Selain Akhundzada, kroni Karzai yaitu Gul Agha Sherzai yang merupakan anak emas Amerika yang baru-baru ini mendukung terpilihnya kembali Karzai sebagai presiden, ternyata juga terkait dengan jaringan pendagang narkoba. Pada 2002 lalu, Gul Agha Sherzai merupakan perantara transaksi jual-beli narkoba antara pedagang narkoba Amerika dan Haji Bashar Noorzai. Kesepakatan yang dicapai: Noorzai boleh tetap berdagang narkoba di Afghan asalkan memasok informasi intelijen mengenai Taliban, sekaligus mempersenjtai kelompok radikal Islam tersebut.

2004, menurut kesaksian Komite Internasional DPR Amerika, Noorzai telah menyelundupkan dua metric ton heroin (obat bius) ke Pakistan 8 minggu sekali. Noorzai akhirnya ditahan di New York pada 2005, ketika datang ke Amerika atas undangan sebuah perusahaan swasta yang bergerak dalam bidang intelijen. Sayangnya, kali ini Noorzai tidak mendapatkan perlindungan dan kekebalan sebagaimana dia dapat dari CIA pada waktu-waktu sebelumnya.

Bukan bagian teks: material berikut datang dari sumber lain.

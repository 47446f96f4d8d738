//! Border style types

use super::Color;

/// Border style for a cell
#[derive(Debug, Clone, PartialEq, Eq, Hash, Default)]
#[cfg_attr(feature = "serde", derive(serde::Serialize, serde::Deserialize))]
#[cfg_attr(feature = "serde", serde(default))]
pub struct BorderStyle {
    /// Left border
    pub left: Option<BorderEdge>,
    /// Right border
    pub right: Option<BorderEdge>,
    /// Top border
    pub top: Option<BorderEdge>,
    /// Bottom border
    pub bottom: Option<BorderEdge>,
}

impl BorderStyle {
    /// Create a new border style with no borders
    pub fn new() -> Self {
        Self::default()
    }

    /// Set all four sides to the same style
    pub fn all(style: BorderLineStyle, color: Color) -> Self {
        let edge = Some(BorderEdge::new(style, color));
        Self {
            left: edge,
            right: edge,
            top: edge,
            bottom: edge,
        }
    }

    /// Set the left border
    pub fn with_left(mut self, style: BorderLineStyle, color: Color) -> Self {
        self.left = Some(BorderEdge::new(style, color));
        self
    }

    /// Set the right border
    pub fn with_right(mut self, style: BorderLineStyle, color: Color) -> Self {
        self.right = Some(BorderEdge::new(style, color));
        self
    }

    /// Set the top border
    pub fn with_top(mut self, style: BorderLineStyle, color: Color) -> Self {
        self.top = Some(BorderEdge::new(style, color));
        self
    }

    /// Set the bottom border
    pub fn with_bottom(mut self, style: BorderLineStyle, color: Color) -> Self {
        self.bottom = Some(BorderEdge::new(style, color));
        self
    }

    /// Check if any side draws a line
    pub fn has_visible_edge(&self) -> bool {
        [self.left, self.right, self.top, self.bottom]
            .iter()
            .flatten()
            .any(|edge| edge.style != BorderLineStyle::None)
    }
}

/// A single border edge
#[derive(Debug, Clone, Copy, PartialEq, Eq, Hash)]
#[cfg_attr(feature = "serde", derive(serde::Serialize, serde::Deserialize))]
pub struct BorderEdge {
    /// Line style
    pub style: BorderLineStyle,
    /// Line color (`Auto` renders black)
    #[cfg_attr(feature = "serde", serde(default))]
    pub color: Color,
}

impl BorderEdge {
    /// Create a new border edge
    pub fn new(style: BorderLineStyle, color: Color) -> Self {
        Self { style, color }
    }

    /// Create a thin black border
    pub fn thin() -> Self {
        Self::new(BorderLineStyle::Thin, Color::BLACK)
    }

    /// Create a thick black border
    pub fn thick() -> Self {
        Self::new(BorderLineStyle::Thick, Color::BLACK)
    }
}

/// Border line styles
#[derive(Debug, Clone, Copy, PartialEq, Eq, Hash, Default)]
#[cfg_attr(feature = "serde", derive(serde::Serialize, serde::Deserialize))]
#[cfg_attr(feature = "serde", serde(rename_all = "camelCase"))]
pub enum BorderLineStyle {
    /// No border
    #[default]
    None,
    /// Thin line
    Thin,
    /// Medium line
    Medium,
    /// Thick line
    Thick,
    /// Dashed line
    Dashed,
    /// Dotted line
    Dotted,
    /// Double line
    Double,
    /// Hair line (very thin)
    Hair,
    /// Medium dashed
    MediumDashed,
    /// Dash-dot
    DashDot,
    /// Medium dash-dot
    MediumDashDot,
    /// Dash-dot-dot
    DashDotDot,
    /// Medium dash-dot-dot
    MediumDashDotDot,
    /// Slant dash-dot
    SlantDashDot,
}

Ada beberapa indikasi bahwa beberapa pejabat pemerintah Afghanistan yang berada di lingkar dalam pemerinthan Karzai telah terlibat dalam perdagangan barang haram tersebut. Taliban pun setali tiga uang. Seperti juga halnya dengan FARC dari Kolombia, Taliban ada indikasi kuat terlibat dalam perdagangan narkoba. Sama persis dengan partai komunis Birma, yang bermula sebagai gerakan revolusi namun berakhir sebagai organisasi yang terlibat dalam praktek  perdagangan obat bius.

Narkotika dan obat bius, karena mengutungkan secara ekonomi dan politik bagi Pakista dan Afghanistan, ternyata hanya sebagian kecil dari keuntungan total peredaran barang haram tersebut. Menurut laporan PBB, nilai tertinggi peredaran narkoba di pasar dunia mencapai 110 miliar dolar Amerika. Sedangkan di pasar Afghanistan sendiri hanya mencapai 4 miliar dolar Amerika.

Perkiraan ini boleh jadi terlalu tinggi, namun jikapun nilainya lebih rendah, katakanlah hanya 40 miliar dolar Amerika, tetap saja kelompok-kelompok kartel perdagangan dari Luar Afghanistan yang menikmati 90 persen total keuntungan yang diperoleh.
Berarti, ada banyak pemain di tingkat global dari luar Afghanistan, dengan kekuatan keuangan yang jauh lebih besar yang mempertaruhkan bisnis narkoba di Afghanistan. Dan kekautan ini, jauh lebih besar daripada Taliban maupun Al Qaeda sekalipun.

Sibel Edmonds menuding Pakistan dan intelijen Turki telah menjalin kerjasama dengan jaringan internasional memasok narkoba yang berasal dari Afghanistan. Bahkan lebih dari itu, ada dugaan kuat bahwa intelijen Amerika dan jaringan intelijen Turki yang menangani pemberantasan narkoba pun ikut terlibat.

Seorang wartawati asal Italia Loretta Napoleoni, sempat menulis bahwa ada semacam jalur khusus untuk pengiriman narkoba yang berada dalam perlindungan badan intelijen Pakistan ISI, sehingga Al-Qaeda dan sekut-sekutunya bisa dengan bebas memasuki beberapa negara yang masuk kawasan Asia Tengah seperti Tajikistan, Uzbekistan melalui Azerbaijan, dan ke Kosovo melalui Turki.

Semua itu, dimungkinkan berkat perlindungan dari CIA dan ISI Pakistan.